Assignment ▸
The response must contain every record, repeated exactly.
++++++++++
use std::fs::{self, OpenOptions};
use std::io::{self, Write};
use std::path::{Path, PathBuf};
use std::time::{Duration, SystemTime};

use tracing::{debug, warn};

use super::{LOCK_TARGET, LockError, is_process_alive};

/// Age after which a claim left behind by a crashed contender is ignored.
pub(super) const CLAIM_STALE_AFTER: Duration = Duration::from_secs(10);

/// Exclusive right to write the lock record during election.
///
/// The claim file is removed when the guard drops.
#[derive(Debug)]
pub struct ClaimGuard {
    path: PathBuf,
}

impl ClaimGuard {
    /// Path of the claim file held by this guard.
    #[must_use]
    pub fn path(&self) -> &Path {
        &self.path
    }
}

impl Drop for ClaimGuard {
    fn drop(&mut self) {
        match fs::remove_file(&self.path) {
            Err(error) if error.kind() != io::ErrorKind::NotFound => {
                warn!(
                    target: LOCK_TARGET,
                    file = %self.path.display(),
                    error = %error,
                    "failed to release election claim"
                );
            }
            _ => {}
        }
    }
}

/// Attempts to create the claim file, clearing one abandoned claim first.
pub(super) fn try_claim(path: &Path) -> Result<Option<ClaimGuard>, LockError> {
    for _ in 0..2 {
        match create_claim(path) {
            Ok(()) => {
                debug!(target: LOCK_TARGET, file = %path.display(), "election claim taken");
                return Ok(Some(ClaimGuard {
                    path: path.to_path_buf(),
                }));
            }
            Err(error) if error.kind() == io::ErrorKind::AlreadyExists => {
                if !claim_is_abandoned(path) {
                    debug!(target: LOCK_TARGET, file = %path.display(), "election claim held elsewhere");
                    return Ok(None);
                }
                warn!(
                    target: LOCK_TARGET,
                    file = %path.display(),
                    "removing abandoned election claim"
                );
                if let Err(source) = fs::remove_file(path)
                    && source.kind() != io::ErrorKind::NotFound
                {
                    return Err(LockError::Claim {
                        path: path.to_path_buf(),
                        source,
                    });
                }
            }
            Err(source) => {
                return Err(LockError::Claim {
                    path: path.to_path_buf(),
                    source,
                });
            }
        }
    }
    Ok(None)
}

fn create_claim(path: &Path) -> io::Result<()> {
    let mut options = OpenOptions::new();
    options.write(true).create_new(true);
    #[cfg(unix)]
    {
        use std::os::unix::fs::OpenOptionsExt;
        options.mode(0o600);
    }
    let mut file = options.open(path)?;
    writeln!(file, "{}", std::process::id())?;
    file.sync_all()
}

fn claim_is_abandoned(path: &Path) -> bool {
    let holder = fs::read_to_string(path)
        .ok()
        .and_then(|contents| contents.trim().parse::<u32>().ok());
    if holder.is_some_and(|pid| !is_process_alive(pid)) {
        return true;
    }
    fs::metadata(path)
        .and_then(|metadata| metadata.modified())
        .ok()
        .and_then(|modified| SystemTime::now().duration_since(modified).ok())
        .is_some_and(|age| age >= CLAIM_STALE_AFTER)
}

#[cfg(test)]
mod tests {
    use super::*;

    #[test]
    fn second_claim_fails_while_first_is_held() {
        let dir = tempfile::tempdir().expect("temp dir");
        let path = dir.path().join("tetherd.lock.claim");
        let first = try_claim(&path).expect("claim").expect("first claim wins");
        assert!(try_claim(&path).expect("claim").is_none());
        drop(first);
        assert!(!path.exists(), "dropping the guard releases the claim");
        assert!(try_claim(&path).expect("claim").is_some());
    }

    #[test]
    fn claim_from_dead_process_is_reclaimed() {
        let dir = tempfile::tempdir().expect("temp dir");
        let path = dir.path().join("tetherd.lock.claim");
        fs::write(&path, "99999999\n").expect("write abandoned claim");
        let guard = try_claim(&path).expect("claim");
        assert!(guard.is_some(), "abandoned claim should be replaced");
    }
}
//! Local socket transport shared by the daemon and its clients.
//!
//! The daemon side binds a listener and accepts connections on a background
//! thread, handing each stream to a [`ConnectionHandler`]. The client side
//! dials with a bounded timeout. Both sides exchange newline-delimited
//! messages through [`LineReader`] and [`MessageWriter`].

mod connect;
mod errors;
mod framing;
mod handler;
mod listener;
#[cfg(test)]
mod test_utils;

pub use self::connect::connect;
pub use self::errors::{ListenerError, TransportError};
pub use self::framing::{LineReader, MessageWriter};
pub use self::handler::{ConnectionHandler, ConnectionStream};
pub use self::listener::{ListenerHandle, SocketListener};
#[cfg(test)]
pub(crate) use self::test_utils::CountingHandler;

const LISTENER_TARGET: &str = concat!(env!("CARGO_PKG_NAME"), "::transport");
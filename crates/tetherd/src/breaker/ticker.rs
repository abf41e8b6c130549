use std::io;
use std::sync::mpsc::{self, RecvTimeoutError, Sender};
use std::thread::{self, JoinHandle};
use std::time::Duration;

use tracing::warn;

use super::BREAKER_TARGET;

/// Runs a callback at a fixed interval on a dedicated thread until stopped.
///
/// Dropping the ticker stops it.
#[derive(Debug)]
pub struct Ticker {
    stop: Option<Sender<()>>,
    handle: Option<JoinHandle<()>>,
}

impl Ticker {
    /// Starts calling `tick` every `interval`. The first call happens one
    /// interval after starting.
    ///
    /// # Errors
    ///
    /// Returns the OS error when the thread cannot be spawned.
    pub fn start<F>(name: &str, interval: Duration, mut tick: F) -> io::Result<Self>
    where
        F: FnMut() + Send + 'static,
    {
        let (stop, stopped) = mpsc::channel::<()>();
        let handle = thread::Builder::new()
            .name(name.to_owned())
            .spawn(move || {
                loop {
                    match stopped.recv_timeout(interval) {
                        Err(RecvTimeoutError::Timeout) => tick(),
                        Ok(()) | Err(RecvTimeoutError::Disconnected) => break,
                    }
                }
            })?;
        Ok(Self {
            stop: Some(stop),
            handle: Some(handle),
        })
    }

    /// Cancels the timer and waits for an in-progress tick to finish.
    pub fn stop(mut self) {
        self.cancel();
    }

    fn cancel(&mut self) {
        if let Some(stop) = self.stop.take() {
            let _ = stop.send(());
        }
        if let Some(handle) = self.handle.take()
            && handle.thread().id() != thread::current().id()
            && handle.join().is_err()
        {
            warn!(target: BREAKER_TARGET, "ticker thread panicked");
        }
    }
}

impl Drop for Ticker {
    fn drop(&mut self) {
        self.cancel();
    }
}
++++++++++
Solution ▸
use std::fs::{self, OpenOptions};
use std::io::{self, Write};
use std::path::{Path, PathBuf};
use std::time::{Duration, SystemTime};

use tracing::{debug, warn};

use super::{LOCK_TARGET, LockError, is_process_alive};

/// Age after which a claim left behind by a crashed contender is ignored.
pub(super) const CLAIM_STALE_AFTER: Duration = Duration::from_secs(10);

/// Exclusive right to write the lock record during election.
///
/// The claim file is removed when the guard drops.
#[derive(Debug)]
pub struct ClaimGuard {
    path: PathBuf,
}

impl ClaimGuard {
    /// Path of the claim file held by this guard.
    #[must_use]
    pub fn path(&self) -> &Path {
        &self.path
    }
}

impl Drop for ClaimGuard {
    fn drop(&mut self) {
        match fs::remove_file(&self.path) {
            Err(error) if error.kind() != io::ErrorKind::NotFound => {
                warn!(
                    target: LOCK_TARGET,
                    file = %self.path.display(),
                    error = %error,
                    "failed to release election claim"
                );
            }
            _ => {}
        }
    }
}

/// Attempts to create the claim file, clearing one abandoned claim first.
pub(super) fn try_claim(path: &Path) -> Result<Option<ClaimGuard>, LockError> {
    for _ in 0..2 {
        match create_claim(path) {
            Ok(()) => {
                debug!(target: LOCK_TARGET, file = %path.display(), "election claim taken");
                return Ok(Some(ClaimGuard {
                    path: path.to_path_buf(),
                }));
            }
            Err(error) if error.kind() == io::ErrorKind::AlreadyExists => {
                if !claim_is_abandoned(path) {
                    debug!(target: LOCK_TARGET, file = %path.display(), "election claim held elsewhere");
                    return Ok(None);
                }
                warn!(
                    target: LOCK_TARGET,
                    file = %path.display(),
                    "removing abandoned election claim"
                );
                if let Err(source) = fs::remove_file(path)
                    && source.kind() != io::ErrorKind::NotFound
                {
                    return Err(LockError::Claim {
                        path: path.to_path_buf(),
                        source,
                    });
                }
            }
            Err(source) => {
                return Err(LockError::Claim {
                    path: path.to_path_buf(),
                    source,
                });
            }
        }
    }
    Ok(None)
}

fn create_claim(path: &Path) -> io::Result<()> {
    let mut options = OpenOptions::new();
    options.write(true).create_new(true);
    #[cfg(unix)]
    {
        use std::os::unix::fs::OpenOptionsExt;
        options.mode(0o600);
    }
    let mut file = options.open(path)?;
    writeln!(file, "{}", std::process::id())?;
    file.sync_all()
}

fn claim_is_abandoned(path: &Path) -> bool {
    let holder = fs::read_to_string(path)
        .ok()
        .and_then(|contents| contents.trim().parse::<u32>().ok());
    if holder.is_some_and(|pid| !is_process_alive(pid)) {
        return true;
    }
    fs::metadata(path)
        .and_then(|metadata| metadata.modified())
        .ok()
        .and_then(|modified| SystemTime::now().duration_since(modified).ok())
        .is_some_and(|age| age >= CLAIM_STALE_AFTER)
}

#[cfg(test)]
mod tests {
    use super::*;

    #[test]
    fn second_claim_fails_while_first_is_held() {
        let dir = tempfile::tempdir().expect("temp dir");
        let path = dir.path().join("tetherd.lock.claim");
        let first = try_claim(&path).expect("claim").expect("first claim wins");
        assert!(try_claim(&path).expect("claim").is_none());
        drop(first);
        assert!(!path.exists(), "dropping the guard releases the claim");
        assert!(try_claim(&path).expect("claim").is_some());
    }

    #[test]
    fn claim_from_dead_process_is_reclaimed() {
        let dir = tempfile::tempdir().expect("temp dir");
        let path = dir.path().join("tetherd.lock.claim");
        fs::write(&path, "99999999\n").expect("write abandoned claim");
        let guard = try_claim(&path).expect("claim");
        assert!(guard.is_some(), "abandoned claim should be replaced");
    }
}
//! Local socket transport shared by the daemon and its clients.
//!
//! The daemon side binds a listener and accepts connections on a background
//! thread, handing each stream to a [`ConnectionHandler`]. The client side
//! dials with a bounded timeout. Both sides exchange newline-delimited
//! messages through [`LineReader`] and [`MessageWriter`].

mod connect;
mod errors;
mod framing;
mod handler;
mod listener;
#[cfg(test)]
mod test_utils;

pub use self::connect::connect;
pub use self::errors::{ListenerError, TransportError};
pub use self::framing::{LineReader, MessageWriter};
pub use self::handler::{ConnectionHandler, ConnectionStream};
pub use self::listener::{ListenerHandle, SocketListener};
#[cfg(test)]
pub(crate) use self::test_utils::CountingHandler;

const LISTENER_TARGET: &str = concat!(env!("CARGO_PKG_NAME"), "::transport");
filename crates/tetherd/src/breaker/ticker.rs
repository abf41e8b6c130549
use std::io;
use std::sync::mpsc::{self, RecvTimeoutError, Sender};
use std::thread::{self, JoinHandle};
use std::time::Duration;

use tracing::warn;

use super::BREAKER_TARGET;

/// Runs a callback at a fixed interval on a dedicated thread until stopped.
///
/// Dropping the ticker stops it.
#[derive(Debug)]
pub struct Ticker {
    stop: Option<Sender<()>>,
    handle: Option<JoinHandle<()>>,
}

impl Ticker {
    /// Starts calling `tick` every `interval`. The first call happens one
    /// interval after starting.
    ///
    /// # Errors
    ///
    /// Returns the OS error when the thread cannot be spawned.
    pub fn start<F>(name: &str, interval: Duration, mut tick: F) -> io::Result<Self>
    where
        F: FnMut() + Send + 'static,
    {
        let (stop, stopped) = mpsc::channel::<()>();
        let handle = thread::Builder::new()
            .name(name.to_owned())
            .spawn(move || {
                loop {
                    match stopped.recv_timeout(interval) {
                        Err(RecvTimeoutError::Timeout) => tick(),
                        Ok(()) | Err(RecvTimeoutError::Disconnected) => break,
                    }
                }
            })?;
        Ok(Self {
            stop: Some(stop),
            handle: Some(handle),
        })
    }

    /// Cancels the timer and waits for an in-progress tick to finish.
    pub fn stop(mut self) {
        self.cancel();
    }

    fn cancel(&mut self) {
        if let Some(stop) = self.stop.take() {
            let _ = stop.send(());
        }
        if let Some(handle) = self.handle.take()
            && handle.thread().id() != thread::current().id()
            && handle.join().is_err()
        {
            warn!(target: BREAKER_TARGET, "ticker thread panicked");
        }
    }
}

impl Drop for Ticker {
    fn drop(&mut self) {
        self.cancel();
    }
}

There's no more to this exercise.